Exercise objective:
From the line with "(always ≥ 1)." through the line with "self.chars.is_empty()", repeat the entries verbatim, both end lines included, and add nothing.

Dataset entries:
-=-=-

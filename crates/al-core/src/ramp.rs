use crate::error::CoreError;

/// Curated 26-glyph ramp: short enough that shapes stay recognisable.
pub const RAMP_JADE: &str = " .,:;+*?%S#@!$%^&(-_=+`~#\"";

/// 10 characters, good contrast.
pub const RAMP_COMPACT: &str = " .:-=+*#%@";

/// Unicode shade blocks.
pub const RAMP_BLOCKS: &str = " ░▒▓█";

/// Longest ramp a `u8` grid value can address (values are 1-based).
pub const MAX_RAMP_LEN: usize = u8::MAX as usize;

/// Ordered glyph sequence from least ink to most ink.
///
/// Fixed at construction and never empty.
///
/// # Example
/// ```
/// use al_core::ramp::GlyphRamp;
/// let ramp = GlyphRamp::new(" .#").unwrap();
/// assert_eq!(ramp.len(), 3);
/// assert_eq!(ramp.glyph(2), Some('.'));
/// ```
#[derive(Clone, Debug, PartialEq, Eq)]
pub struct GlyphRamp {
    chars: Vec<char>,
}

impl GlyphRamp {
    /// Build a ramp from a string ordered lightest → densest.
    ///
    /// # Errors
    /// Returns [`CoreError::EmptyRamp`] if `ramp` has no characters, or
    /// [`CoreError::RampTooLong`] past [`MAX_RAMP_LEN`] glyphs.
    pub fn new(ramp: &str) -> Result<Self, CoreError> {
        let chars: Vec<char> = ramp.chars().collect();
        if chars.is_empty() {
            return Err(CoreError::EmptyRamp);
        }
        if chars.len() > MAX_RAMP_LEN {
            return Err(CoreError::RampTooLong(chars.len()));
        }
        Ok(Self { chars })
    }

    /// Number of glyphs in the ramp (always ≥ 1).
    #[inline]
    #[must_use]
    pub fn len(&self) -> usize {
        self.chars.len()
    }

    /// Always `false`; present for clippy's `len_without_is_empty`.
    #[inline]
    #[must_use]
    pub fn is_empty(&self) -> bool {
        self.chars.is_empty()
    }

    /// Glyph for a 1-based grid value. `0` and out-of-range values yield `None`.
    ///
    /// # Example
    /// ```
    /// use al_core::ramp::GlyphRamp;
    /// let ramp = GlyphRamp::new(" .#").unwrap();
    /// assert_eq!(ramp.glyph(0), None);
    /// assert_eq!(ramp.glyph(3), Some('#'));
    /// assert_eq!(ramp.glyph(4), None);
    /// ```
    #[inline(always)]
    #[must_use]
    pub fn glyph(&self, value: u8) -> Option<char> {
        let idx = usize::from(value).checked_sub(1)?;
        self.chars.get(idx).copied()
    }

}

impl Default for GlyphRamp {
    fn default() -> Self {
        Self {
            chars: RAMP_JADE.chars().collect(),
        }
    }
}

-=-=-

Task solution:
    /// Number of glyphs in the ramp (always ≥ 1).
    #[inline]
    #[must_use]
    pub fn len(&self) -> usize {
        self.chars.len()
    }

    /// Always `false`; present for clippy's `len_without_is_empty`.
    #[inline]
    #[must_use]
    pub fn is_empty(&self) -> bool {
        self.chars.is_empty()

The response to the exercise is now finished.